=== Section Start ===
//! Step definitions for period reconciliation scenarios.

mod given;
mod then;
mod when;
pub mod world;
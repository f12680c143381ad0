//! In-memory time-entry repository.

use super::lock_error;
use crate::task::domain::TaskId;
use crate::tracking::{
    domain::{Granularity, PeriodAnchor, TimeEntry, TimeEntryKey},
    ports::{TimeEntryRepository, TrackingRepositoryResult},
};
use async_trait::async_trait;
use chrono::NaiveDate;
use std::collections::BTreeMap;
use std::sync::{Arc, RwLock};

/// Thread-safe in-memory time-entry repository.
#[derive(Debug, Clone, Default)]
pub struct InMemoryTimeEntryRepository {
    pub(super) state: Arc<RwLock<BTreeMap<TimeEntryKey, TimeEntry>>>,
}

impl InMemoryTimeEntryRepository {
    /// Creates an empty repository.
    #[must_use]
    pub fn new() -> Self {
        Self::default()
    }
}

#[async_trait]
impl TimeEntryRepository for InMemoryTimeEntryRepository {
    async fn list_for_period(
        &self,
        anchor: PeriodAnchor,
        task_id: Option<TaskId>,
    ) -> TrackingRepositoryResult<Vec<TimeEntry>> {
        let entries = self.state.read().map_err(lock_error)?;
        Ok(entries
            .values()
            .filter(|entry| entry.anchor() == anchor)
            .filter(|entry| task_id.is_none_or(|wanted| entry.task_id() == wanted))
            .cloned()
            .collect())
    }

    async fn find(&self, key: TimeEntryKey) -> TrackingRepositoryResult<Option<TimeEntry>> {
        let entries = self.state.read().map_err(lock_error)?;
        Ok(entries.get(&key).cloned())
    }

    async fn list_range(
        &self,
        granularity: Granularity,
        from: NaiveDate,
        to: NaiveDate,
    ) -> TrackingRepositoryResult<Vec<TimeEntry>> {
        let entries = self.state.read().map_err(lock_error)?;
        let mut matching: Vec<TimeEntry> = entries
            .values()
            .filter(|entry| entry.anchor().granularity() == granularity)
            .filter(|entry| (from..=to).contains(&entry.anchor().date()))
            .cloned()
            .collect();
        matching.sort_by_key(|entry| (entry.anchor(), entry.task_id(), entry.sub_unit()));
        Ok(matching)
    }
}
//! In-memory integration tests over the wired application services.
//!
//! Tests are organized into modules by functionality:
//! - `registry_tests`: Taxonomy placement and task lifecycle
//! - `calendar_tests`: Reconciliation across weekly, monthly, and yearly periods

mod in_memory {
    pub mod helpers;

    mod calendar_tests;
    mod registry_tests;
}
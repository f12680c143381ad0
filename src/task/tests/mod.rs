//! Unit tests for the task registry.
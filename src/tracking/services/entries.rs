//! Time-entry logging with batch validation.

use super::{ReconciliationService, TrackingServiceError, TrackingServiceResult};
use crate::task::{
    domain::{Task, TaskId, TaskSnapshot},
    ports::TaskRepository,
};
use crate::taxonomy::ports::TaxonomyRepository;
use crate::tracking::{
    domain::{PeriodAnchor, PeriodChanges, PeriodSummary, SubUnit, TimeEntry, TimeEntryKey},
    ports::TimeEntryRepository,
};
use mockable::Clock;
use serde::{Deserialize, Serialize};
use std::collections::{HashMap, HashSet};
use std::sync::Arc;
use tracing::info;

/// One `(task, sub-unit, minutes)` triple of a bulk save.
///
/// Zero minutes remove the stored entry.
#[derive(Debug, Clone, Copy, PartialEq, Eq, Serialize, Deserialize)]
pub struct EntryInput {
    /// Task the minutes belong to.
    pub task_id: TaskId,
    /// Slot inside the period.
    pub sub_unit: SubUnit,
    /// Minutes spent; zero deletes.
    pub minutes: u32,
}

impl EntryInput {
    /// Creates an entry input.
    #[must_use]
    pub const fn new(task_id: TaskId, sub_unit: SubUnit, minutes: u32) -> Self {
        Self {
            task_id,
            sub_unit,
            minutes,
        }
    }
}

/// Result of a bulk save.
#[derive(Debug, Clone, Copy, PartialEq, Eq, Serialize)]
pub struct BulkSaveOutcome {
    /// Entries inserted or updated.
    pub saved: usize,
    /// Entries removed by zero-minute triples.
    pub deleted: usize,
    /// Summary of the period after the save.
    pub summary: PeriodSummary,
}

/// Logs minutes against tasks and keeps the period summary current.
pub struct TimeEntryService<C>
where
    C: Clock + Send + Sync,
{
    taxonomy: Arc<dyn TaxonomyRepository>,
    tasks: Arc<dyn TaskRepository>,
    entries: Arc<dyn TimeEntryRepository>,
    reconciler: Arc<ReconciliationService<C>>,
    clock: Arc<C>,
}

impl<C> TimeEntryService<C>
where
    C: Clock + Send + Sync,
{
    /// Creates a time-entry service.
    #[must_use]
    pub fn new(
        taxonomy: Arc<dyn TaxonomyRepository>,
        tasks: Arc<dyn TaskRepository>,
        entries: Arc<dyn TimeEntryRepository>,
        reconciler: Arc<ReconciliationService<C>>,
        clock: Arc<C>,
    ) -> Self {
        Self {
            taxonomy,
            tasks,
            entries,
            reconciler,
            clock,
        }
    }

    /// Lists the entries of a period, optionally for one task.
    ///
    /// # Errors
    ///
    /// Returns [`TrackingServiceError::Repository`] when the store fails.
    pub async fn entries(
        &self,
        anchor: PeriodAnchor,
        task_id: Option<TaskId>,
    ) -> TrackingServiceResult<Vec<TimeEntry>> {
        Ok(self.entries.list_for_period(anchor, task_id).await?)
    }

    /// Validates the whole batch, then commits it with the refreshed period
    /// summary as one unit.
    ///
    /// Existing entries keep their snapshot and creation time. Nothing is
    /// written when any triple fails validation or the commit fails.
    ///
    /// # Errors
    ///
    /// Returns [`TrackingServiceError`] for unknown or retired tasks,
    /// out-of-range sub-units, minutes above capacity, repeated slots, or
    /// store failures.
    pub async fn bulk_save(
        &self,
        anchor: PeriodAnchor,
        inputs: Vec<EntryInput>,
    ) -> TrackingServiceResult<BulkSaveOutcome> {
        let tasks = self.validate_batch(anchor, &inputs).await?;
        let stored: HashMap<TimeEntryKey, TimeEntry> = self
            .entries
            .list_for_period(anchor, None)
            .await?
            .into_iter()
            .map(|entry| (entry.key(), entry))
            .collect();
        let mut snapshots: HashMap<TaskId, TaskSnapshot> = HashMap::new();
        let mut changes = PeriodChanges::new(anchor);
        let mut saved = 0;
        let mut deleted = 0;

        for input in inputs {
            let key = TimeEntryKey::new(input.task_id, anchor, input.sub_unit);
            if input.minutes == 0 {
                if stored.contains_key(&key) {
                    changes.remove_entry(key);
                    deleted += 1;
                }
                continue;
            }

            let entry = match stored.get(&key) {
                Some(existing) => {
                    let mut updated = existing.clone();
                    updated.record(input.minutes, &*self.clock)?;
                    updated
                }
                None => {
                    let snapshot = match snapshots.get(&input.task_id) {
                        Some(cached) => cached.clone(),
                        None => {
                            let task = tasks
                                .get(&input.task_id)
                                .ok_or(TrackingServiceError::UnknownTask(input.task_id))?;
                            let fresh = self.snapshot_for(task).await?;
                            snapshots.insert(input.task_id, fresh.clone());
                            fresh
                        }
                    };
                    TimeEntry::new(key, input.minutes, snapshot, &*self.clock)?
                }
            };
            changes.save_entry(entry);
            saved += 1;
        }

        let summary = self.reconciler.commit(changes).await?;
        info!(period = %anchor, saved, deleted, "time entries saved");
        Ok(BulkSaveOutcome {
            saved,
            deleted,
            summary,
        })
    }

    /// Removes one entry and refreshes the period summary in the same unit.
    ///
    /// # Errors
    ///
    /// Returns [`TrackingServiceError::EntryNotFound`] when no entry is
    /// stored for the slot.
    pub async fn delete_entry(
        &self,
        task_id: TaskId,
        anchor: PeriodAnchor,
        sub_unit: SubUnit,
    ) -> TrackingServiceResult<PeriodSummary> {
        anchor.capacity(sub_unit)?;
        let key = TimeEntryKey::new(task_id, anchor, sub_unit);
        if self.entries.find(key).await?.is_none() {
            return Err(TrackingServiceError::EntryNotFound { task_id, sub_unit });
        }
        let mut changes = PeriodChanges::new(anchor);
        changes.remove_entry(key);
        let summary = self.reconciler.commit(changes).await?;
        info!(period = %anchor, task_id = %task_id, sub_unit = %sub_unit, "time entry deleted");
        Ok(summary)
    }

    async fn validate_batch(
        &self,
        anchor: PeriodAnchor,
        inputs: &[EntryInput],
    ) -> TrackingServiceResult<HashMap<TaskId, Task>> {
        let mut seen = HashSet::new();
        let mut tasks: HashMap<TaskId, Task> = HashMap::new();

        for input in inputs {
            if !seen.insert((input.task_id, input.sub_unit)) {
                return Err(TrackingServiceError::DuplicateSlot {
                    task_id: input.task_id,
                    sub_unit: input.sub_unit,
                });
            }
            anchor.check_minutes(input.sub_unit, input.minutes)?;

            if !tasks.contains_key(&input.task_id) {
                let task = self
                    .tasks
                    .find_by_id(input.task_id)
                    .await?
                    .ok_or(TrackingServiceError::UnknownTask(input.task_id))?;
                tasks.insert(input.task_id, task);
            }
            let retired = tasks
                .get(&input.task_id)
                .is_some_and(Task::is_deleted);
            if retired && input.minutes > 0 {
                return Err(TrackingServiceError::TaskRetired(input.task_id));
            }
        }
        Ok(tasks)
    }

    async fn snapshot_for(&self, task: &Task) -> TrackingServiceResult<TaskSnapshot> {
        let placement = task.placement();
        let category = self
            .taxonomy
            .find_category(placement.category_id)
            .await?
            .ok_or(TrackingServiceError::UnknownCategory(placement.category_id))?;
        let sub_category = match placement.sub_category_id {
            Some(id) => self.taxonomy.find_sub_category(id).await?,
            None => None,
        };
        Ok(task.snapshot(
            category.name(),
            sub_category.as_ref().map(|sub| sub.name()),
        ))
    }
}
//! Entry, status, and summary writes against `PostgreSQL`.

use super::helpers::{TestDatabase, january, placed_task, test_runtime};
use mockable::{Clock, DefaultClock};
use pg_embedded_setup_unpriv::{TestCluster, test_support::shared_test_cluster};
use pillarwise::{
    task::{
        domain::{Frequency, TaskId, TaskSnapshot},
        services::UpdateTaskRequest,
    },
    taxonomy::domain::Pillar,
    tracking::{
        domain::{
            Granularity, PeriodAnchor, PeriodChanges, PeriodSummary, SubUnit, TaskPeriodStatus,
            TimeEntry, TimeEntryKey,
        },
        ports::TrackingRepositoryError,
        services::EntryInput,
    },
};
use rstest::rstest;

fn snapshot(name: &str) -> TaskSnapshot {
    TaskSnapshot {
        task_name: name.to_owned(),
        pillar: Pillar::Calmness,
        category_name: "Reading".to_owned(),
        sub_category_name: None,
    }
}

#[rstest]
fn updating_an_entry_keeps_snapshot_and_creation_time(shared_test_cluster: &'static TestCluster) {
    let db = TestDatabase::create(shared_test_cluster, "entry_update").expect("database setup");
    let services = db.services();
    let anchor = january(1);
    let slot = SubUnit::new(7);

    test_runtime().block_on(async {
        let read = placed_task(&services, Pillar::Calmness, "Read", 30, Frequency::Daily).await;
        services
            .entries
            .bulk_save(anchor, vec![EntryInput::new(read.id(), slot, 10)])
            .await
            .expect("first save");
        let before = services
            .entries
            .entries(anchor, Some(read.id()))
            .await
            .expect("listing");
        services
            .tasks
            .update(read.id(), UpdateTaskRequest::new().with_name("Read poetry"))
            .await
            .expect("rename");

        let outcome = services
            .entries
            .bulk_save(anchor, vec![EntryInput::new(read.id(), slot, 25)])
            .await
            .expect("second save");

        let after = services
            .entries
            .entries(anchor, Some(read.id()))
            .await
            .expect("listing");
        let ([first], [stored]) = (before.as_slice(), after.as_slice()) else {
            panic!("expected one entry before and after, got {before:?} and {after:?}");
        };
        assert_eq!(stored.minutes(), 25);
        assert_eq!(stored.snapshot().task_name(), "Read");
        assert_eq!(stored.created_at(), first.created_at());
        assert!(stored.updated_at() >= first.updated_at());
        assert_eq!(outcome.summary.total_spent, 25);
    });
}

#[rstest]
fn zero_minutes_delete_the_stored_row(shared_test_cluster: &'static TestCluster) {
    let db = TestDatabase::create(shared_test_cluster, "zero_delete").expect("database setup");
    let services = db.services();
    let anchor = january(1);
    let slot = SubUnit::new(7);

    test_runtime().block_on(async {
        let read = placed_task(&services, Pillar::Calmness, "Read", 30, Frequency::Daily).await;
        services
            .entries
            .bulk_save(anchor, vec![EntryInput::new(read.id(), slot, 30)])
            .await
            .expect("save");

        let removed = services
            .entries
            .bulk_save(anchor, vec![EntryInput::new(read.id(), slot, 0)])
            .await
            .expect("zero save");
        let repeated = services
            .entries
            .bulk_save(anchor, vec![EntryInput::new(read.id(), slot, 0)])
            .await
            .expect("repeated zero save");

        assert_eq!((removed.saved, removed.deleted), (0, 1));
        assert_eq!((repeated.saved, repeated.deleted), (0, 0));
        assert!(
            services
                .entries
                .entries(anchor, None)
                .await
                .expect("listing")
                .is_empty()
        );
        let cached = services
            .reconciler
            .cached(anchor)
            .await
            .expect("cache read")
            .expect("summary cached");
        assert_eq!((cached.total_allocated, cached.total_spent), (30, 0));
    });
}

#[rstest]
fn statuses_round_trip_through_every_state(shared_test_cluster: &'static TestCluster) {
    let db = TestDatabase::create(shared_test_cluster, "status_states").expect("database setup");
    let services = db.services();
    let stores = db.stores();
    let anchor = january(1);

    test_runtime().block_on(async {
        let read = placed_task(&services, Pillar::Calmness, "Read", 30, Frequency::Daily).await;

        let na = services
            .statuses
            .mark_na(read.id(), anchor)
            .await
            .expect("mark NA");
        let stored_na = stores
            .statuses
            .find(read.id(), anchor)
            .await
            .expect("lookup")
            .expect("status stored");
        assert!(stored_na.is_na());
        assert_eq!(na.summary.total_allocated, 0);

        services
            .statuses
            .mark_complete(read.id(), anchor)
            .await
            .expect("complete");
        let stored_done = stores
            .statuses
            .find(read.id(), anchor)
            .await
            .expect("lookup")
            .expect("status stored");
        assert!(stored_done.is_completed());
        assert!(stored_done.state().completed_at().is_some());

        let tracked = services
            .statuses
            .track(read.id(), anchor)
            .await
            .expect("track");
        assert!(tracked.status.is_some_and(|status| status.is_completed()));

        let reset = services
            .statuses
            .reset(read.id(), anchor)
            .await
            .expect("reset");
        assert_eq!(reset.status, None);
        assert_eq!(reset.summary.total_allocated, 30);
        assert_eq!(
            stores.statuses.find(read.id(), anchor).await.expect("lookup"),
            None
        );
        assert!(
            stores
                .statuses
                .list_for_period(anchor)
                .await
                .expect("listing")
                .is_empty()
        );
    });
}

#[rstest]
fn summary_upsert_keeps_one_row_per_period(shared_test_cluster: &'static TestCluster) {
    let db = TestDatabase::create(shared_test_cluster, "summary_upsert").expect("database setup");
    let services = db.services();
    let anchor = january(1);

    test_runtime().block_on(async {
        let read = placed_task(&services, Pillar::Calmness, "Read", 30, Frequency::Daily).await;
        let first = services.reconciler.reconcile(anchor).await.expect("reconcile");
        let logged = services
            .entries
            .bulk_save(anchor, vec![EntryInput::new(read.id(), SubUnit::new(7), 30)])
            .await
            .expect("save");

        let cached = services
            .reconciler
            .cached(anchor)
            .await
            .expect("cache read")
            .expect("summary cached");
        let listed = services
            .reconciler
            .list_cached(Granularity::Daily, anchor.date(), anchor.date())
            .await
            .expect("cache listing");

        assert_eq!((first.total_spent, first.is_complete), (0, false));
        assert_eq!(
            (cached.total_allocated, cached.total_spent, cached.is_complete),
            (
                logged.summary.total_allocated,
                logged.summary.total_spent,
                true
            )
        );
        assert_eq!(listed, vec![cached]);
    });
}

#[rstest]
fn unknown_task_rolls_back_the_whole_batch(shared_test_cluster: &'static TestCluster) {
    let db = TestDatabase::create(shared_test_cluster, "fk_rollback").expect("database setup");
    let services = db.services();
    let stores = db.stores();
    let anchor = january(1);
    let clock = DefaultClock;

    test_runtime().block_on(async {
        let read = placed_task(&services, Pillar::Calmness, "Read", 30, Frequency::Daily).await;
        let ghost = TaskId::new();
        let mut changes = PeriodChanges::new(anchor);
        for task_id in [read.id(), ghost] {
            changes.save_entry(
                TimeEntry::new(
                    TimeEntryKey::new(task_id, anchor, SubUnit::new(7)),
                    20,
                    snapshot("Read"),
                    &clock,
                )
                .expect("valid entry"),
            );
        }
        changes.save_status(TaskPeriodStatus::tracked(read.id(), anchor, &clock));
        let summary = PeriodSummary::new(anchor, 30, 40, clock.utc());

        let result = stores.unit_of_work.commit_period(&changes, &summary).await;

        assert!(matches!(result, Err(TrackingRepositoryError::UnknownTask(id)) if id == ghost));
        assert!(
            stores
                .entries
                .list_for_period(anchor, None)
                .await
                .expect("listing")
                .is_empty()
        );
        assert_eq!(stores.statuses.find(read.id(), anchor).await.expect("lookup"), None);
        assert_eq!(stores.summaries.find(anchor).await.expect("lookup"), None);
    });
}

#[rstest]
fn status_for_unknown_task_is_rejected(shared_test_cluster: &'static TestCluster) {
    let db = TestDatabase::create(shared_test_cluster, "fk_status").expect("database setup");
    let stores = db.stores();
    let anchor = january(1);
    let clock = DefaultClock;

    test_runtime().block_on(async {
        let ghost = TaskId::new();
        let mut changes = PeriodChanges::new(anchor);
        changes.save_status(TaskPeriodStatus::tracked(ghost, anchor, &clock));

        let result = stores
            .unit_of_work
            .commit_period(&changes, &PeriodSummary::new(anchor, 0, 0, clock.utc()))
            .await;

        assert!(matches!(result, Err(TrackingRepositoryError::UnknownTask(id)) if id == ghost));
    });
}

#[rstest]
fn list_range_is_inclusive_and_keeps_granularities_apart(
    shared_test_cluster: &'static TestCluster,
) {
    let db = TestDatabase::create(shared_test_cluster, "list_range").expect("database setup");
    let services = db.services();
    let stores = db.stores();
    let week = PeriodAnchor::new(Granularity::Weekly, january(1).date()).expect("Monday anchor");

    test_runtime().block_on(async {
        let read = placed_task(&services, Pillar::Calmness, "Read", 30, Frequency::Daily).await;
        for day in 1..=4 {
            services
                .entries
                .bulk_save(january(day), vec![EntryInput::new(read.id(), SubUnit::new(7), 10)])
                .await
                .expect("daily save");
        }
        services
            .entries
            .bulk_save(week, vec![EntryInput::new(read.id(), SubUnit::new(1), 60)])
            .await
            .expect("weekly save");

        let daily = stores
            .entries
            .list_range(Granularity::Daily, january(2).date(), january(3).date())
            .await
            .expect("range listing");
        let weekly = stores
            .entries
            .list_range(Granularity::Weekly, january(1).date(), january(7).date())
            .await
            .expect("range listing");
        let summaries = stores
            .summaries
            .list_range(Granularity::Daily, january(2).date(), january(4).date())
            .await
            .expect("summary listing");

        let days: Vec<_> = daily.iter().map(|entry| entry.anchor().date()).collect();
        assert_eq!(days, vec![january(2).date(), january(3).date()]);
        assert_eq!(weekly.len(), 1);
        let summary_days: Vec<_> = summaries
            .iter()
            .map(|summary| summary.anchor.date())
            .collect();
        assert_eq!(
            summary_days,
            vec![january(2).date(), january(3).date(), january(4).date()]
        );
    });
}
=== Section End ===
> [Your assignment] A complete answer lists each line of the data that holds the word "Deserialize".

> [Solution to the problem]
use serde::{Deserialize, Serialize};
#[derive(Debug, Clone, Copy, PartialEq, Eq, Serialize, Deserialize)]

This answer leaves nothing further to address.